Dotted Decimal Mask: Displays the mask of the destination IP address in dotted decimal notation. After you set the mask length, UAM automatically fills in this field.
Dest Port: Specifies the destination port number of packets as one of the matching criteria. This field is available only when protocol type is TCP or UDP. By default, the destination port is empty, which indicates any port number.
Counting: Specifies whether to enable the access device to count packets that match this rule.
Insert at: Enter a value to indicate the place where the rule is inserted in the ACL rule list.
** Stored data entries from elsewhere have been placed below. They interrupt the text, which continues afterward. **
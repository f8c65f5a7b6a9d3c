use diesel::prelude::*;
use tracing::{info, trace};

use super::models::{NewUser, User, UserPatch};
use super::schema::users;
use super::{Store, StorageError, conflict_on_unique, now_utc};
use journey_shared::auth::Role;

/// Registration data after validation and hashing.
#[derive(Debug, Clone)]
pub struct NewAccountRow {
    pub name: String,
    pub email: String,
    pub password_hash: String,
    pub age: i32,
}

impl Store {
    pub async fn create_user(&self, account: NewAccountRow) -> Result<User, StorageError> {
        trace!(email = %account.email, "create_user starting");
        self.blocking(move |conn| {
            let now = now_utc();
            let row = NewUser {
                name: &account.name,
                email: &account.email,
                password: &account.password_hash,
                age: account.age,
                role: Role::User.as_str(),
                created_at: now,
                updated_at: now,
            };
            diesel::insert_into(users::table)
                .values(&row)
                .returning(User::as_returning())
                .get_result(conn)
                .map_err(|e| conflict_on_unique(e, "User with this email already exists"))
        })
        .await
    }

    pub async fn find_user_by_email(&self, email: &str) -> Result<Option<User>, StorageError> {
        let email = email.to_string();
        self.blocking(move |conn| {
            Ok(users::table
                .filter(users::email.eq(&email))
                .select(User::as_select())
                .first(conn)
                .optional()?)
        })
        .await
    }

    pub async fn get_user(&self, user_id: i32) -> Result<Option<User>, StorageError> {
        self.blocking(move |conn| {
            Ok(users::table
                .find(user_id)
                .select(User::as_select())
                .first(conn)
                .optional()?)
        })
        .await
    }

    pub async fn update_user(&self, user_id: i32, patch: UserPatch) -> Result<User, StorageError> {
        if patch.is_empty() {
            return Err(StorageError::InvalidInput("No fields to update".into()));
        }
        self.blocking(move |conn| {
            let patch = UserPatch {
                updated_at: Some(now_utc()),
                ..patch
            };
            diesel::update(users::table.find(user_id))
                .set(&patch)
                .returning(User::as_returning())
                .get_result(conn)
                .optional()?
                .ok_or_else(|| StorageError::NotFound("User not found".into()))
        })
        .await
    }

    /// Deletes the account; dependent rows go with it via `ON DELETE CASCADE`.
    pub async fn delete_user(&self, user_id: i32) -> Result<bool, StorageError> {
        let deleted = self
            .blocking(move |conn| {
                Ok(diesel::delete(users::table.find(user_id)).execute(conn)?)
            })
            .await?;
        if deleted > 0 {
            info!(user_id, "account deleted");
        }
        Ok(deleted > 0)
    }

    /// Stores the new image path and returns the one it replaced.
    pub async fn set_profile_image(
        &self,
        user_id: i32,
        path: &str,
    ) -> Result<Option<String>, StorageError> {
        let path = path.to_string();
        self.blocking(move |conn| {
            conn.immediate_transaction(|conn| -> Result<Option<String>, StorageError> {
                let previous: Option<String> = users::table
                    .find(user_id)
                    .select(users::profile_image)
                    .first::<Option<String>>(conn)
                    .optional()?
                    .ok_or_else(|| StorageError::NotFound("User not found".into()))?;
                diesel::update(users::table.find(user_id))
                    .set((
                        users::profile_image.eq(Some(&path)),
                        users::updated_at.eq(now_utc()),
                    ))
                    .execute(conn)?;
                Ok(previous)
            })
        })
        .await
    }

    /// Returns `false` when no user has that email.
    pub async fn set_role_by_email(&self, email: &str, role: Role) -> Result<bool, StorageError> {
        let email = email.to_string();
        self.blocking(move |conn| {
            let n = diesel::update(users::table.filter(users::email.eq(&email)))
                .set((users::role.eq(role.as_str()), users::updated_at.eq(now_utc())))
                .execute(conn)?;
            Ok(n > 0)
        })
        .await
    }

    /// Grants admin to every registered address in `emails`; returns how many changed.
    pub async fn promote_admins(&self, emails: &[String]) -> Result<usize, StorageError> {
        if emails.is_empty() {
            return Ok(0);
        }
        let emails: Vec<String> = emails.iter().map(|e| e.trim().to_lowercase()).collect();
        self.blocking(move |conn| {
            Ok(diesel::update(
                users::table
                    .filter(users::email.eq_any(&emails))
                    .filter(users::role.ne(Role::Admin.as_str())),
            )
            .set(users::role.eq(Role::Admin.as_str()))
            .execute(conn)?)
        })
        .await
    }
}
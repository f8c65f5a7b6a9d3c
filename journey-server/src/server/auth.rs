use axum::Form;
use axum::extract::State;
use axum::http::{Request, StatusCode};
use axum::middleware::Next;
use axum::response::{IntoResponse, Redirect, Response};
use journey_shared::api::{LoginForm, RegisterForm};
use journey_shared::auth::Role;
use journey_shared::validate::{ValidationError, validate_registration};
use serde::{Deserialize, Serialize};
use tower_sessions::Session;
use tracing::{Span, error, info, warn};

use super::pages::{self, AuthPage};
use super::{AppError, AppState};
use crate::storage::NewAccountRow;
use crate::storage::models::User;

/// Session key holding the logged-in user's projection.
const USER_KEY: &str = "journey.user";

const INVALID_CREDENTIALS: &str = "Invalid email or password";
const LOGIN_REQUIRED: &str = "Please log in to continue";

/// What the session remembers about the user between requests. Checked
/// against the database on every authenticated request and rewritten only
/// when it went stale.
#[derive(Clone, Debug, PartialEq, Eq, Serialize, Deserialize)]
pub struct SessionUser {
    pub user_id: i32,
    pub name: String,
    pub email: String,
    pub age: i32,
    pub total_points: i32,
    pub role: Role,
}

impl SessionUser {
    fn from_row(u: &User) -> Self {
        Self {
            user_id: u.id,
            name: u.name.clone(),
            email: u.email.clone(),
            age: u.age,
            total_points: u.total_points,
            role: u.role.parse().unwrap_or_default(),
        }
    }

    /// The projection of `u` if it differs from `self`.
    fn refreshed(&self, u: &User) -> Option<Self> {
        let fresh = Self::from_row(u);
        (fresh != *self).then_some(fresh)
    }
}

/// The authenticated caller, inserted into request extensions by the auth
/// middleware and extracted by handlers with `Extension<AuthCtx>`.
#[derive(Clone, Debug, Serialize)]
pub struct AuthCtx {
    pub user_id: i32,
    pub name: String,
    pub email: String,
    pub age: i32,
    pub total_points: i32,
    pub role: Role,
    pub profile_image: Option<String>,
}

impl AuthCtx {
    pub fn is_admin(&self) -> bool {
        self.role.is_admin()
    }
}

/// Loads the caller behind `session`, or `None` when nobody is logged in.
/// A session pointing at a deleted account is flushed.
pub async fn current_user(
    state: &AppState,
    session: &Session,
) -> Result<Option<AuthCtx>, AppError> {
    let Some(cached) = session.get::<SessionUser>(USER_KEY).await? else {
        return Ok(None);
    };
    let Some(user) = state.store.get_user(cached.user_id).await? else {
        warn!(user_id = cached.user_id, "auth: session user no longer exists");
        session.flush().await?;
        return Ok(None);
    };
    let fresh = match cached.refreshed(&user) {
        Some(fresh) => {
            session.insert(USER_KEY, &fresh).await?;
            fresh
        }
        None => cached,
    };
    Ok(Some(AuthCtx {
        user_id: fresh.user_id,
        name: fresh.name,
        email: fresh.email,
        age: fresh.age,
        total_points: fresh.total_points,
        role: fresh.role,
        profile_image: user.profile_image,
    }))
}

fn session_of(req: &Request<axum::body::Body>) -> Result<Session, AppError> {
    req.extensions()
        .get::<Session>()
        .cloned()
        .ok_or_else(|| AppError::internal("session layer missing"))
}

fn record_span(auth: &AuthCtx) {
    let span = Span::current();
    span.record("user_id", auth.user_id);
    span.record("role", tracing::field::display(auth.role));
}

/// JSON routes: anonymous callers get 401 in the envelope.
pub async fn require_api_user(
    State(state): State<AppState>,
    mut req: Request<axum::body::Body>,
    next: Next,
) -> Result<Response, AppError> {
    let session = session_of(&req)?;
    let Some(auth) = current_user(&state, &session).await? else {
        return Err(AppError::unauthorized(LOGIN_REQUIRED));
    };
    record_span(&auth);
    req.extensions_mut().insert(auth);
    Ok(next.run(req).await)
}

/// Page routes: anonymous callers are sent to the login page.
pub async fn require_page_user(
    State(state): State<AppState>,
    mut req: Request<axum::body::Body>,
    next: Next,
) -> Result<Response, AppError> {
    let session = session_of(&req)?;
    let Some(auth) = current_user(&state, &session).await? else {
        return Ok(Redirect::to("/login").into_response());
    };
    record_span(&auth);
    req.extensions_mut().insert(auth);
    Ok(next.run(req).await)
}

async fn hash_password(password: String) -> Result<String, AppError> {
    tokio::task::spawn_blocking(move || bcrypt::hash(password, bcrypt::DEFAULT_COST))
        .await
        .map_err(AppError::internal)?
        .map_err(|e| {
            error!(error = %e, "register: bcrypt hash failed");
            AppError::internal(e)
        })
}

async fn verify_password(password: String, hash: String) -> Result<bool, AppError> {
    tokio::task::spawn_blocking(move || bcrypt::verify(password, &hash))
        .await
        .map_err(AppError::internal)?
        .map_err(|e| {
            error!(error = %e, "login: bcrypt verify failed");
            AppError::internal(e)
        })
}

pub async fn register(
    State(state): State<AppState>,
    Form(form): Form<RegisterForm>,
) -> Result<Response, AppError> {
    let account = match validate_registration(&form) {
        Ok(a) => a,
        Err(e) => {
            warn!(error = %e, "register: rejected form");
            return pages::auth_page(
                AuthPage::Register,
                StatusCode::BAD_REQUEST,
                Some(&e.to_string()),
                None,
            );
        }
    };
    let email = account.email.to_lowercase();
    let password_hash = hash_password(account.password).await?;
    let created = state
        .store
        .create_user(NewAccountRow {
            name: account.name,
            email: email.clone(),
            password_hash,
            age: account.age,
        })
        .await;
    let user = match created {
        Ok(u) => u,
        Err(crate::storage::StorageError::Conflict(msg)) => {
            warn!(%email, "register: duplicate email");
            return pages::auth_page(
                AuthPage::Register,
                StatusCode::BAD_REQUEST,
                Some(&msg),
                None,
            );
        }
        Err(e) => return Err(e.into()),
    };
    if state
        .config
        .admin_emails
        .iter()
        .any(|a| a.trim().eq_ignore_ascii_case(&email))
    {
        state.store.set_role_by_email(&email, Role::Admin).await?;
    }
    info!(user_id = user.id, "user registered");
    pages::auth_page(
        AuthPage::Register,
        StatusCode::CREATED,
        None,
        Some("Registration successful! Please log in."),
    )
}

pub async fn login(
    State(state): State<AppState>,
    session: Session,
    Form(form): Form<LoginForm>,
) -> Result<Response, AppError> {
    let email = form.email.as_deref().map(str::trim).unwrap_or_default();
    let password = form.password.unwrap_or_default();
    if email.is_empty() || password.is_empty() {
        let msg = ValidationError::MissingCredentials.to_string();
        return pages::auth_page(
            AuthPage::Login,
            StatusCode::BAD_REQUEST,
            Some(&msg),
            None,
        );
    }
    let email = email.to_lowercase();
    let Some(user) = state.store.find_user_by_email(&email).await? else {
        warn!(%email, "login: unknown email");
        return pages::auth_page(
            AuthPage::Login,
            StatusCode::UNAUTHORIZED,
            Some(INVALID_CREDENTIALS),
            None,
        );
    };
    if !verify_password(password, user.password.clone()).await? {
        warn!(user_id = user.id, "login: invalid password");
        return pages::auth_page(
            AuthPage::Login,
            StatusCode::UNAUTHORIZED,
            Some(INVALID_CREDENTIALS),
            None,
        );
    }
    // New id on privilege change
    session.cycle_id().await?;
    session.insert(USER_KEY, SessionUser::from_row(&user)).await?;
    info!(user_id = user.id, "user logged in");
    Ok(Redirect::to("/dashboard").into_response())
}

pub async fn logout(session: Session) -> Result<Response, AppError> {
    if let Some(u) = session.get::<SessionUser>(USER_KEY).await? {
        info!(user_id = u.user_id, "user logged out");
    }
    session.flush().await?;
    Ok(Redirect::to("/").into_response())
}

#[cfg(test)]
mod tests {
    use super::*;
    use chrono::NaiveDateTime;

    fn row(total_points: i32, role: &str) -> User {
        User {
            id: 7,
            name: "Ada".into(),
            email: "ada@example.com".into(),
            password: "hash".into(),
            age: 30,
            total_points,
            role: role.into(),
            profile_image: None,
            created_at: NaiveDateTime::default(),
            updated_at: NaiveDateTime::default(),
        }
    }

    #[test]
    fn unchanged_user_keeps_the_cached_session() {
        let cached = SessionUser::from_row(&row(50, "user"));
        assert!(cached.refreshed(&row(50, "user")).is_none());
    }

    #[test]
    fn stale_session_is_refreshed() {
        let cached = SessionUser::from_row(&row(50, "user"));
        let fresh = cached.refreshed(&row(70, "user")).unwrap();
        assert_eq!(fresh.total_points, 70);
        let promoted = cached.refreshed(&row(50, "admin")).unwrap();
        assert!(promoted.role.is_admin());
    }
}
use super::{AppError, auth::AuthCtx};
use axum::response::Response;
use axum::{
    extract::OriginalUri,
    http::Request,
    middleware::Next,
};

pub const ADMIN_REQUIRED: &str = "Access denied. Admin privileges required.";

/// Admin-only routes. Runs after the auth middleware has attached `AuthCtx`.
pub async fn require_admin(req: Request<axum::body::Body>, next: Next) -> Result<Response, AppError> {
    let path = req
        .extensions()
        .get::<OriginalUri>()
        .map(|orig| orig.0.path().to_string())
        .unwrap_or_else(|| req.uri().path().to_string());
    let Some(auth) = req.extensions().get::<AuthCtx>() else {
        return Err(AppError::unauthorized("Please log in to continue"));
    };
    if !auth.is_admin() {
        tracing::warn!(
            method = %req.method(),
            path = %path,
            user_id = auth.user_id,
            role = %auth.role,
            "ACL: admin route denied"
        );
        return Err(AppError::forbidden(ADMIN_REQUIRED));
    }
    Ok(next.run(req).await)
}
If you enter 1, the rule is inserted at the top of the ACL list, with rule number 1. If you leave this field empty or enter a value larger than any existing rule number, this rule is inserted at the end of the ACL list.

Configuration Example

Create an ACL rule to permit packets destined for 192.168.0.12/24 with the destination port 8080. You can manually add the rule or select the predefined ACL rule set that has this rule.

Manually Adding ACL rule

Selecting Predefined ACL Rule Set

Remarks

Access ACL names must be unique. Once you create an ACL, you cannot modify its name.
The recommended number of ACL rules is 1 to 64 in each ACL. If an ACL includes more than 64 ACL rules, the rule deployment might fail.
If the selected ACL rule sets include multiple ACL rules that have the same configuration, the system considers them as the same ACL rule.
ACL rules apply only to outbound packets from the device.
When you modify an ACL, you cannot change its service group.
The destination IP address column of the ACL rule list displays the result of a bitwise AND operation between the destination IP address and the mask of each ACL rule.
Access ACLs might not be supported on some HP switches.
A access ACL rule added by clicking the Add icon for a access ACL rule will be inserted after the access ACL rule.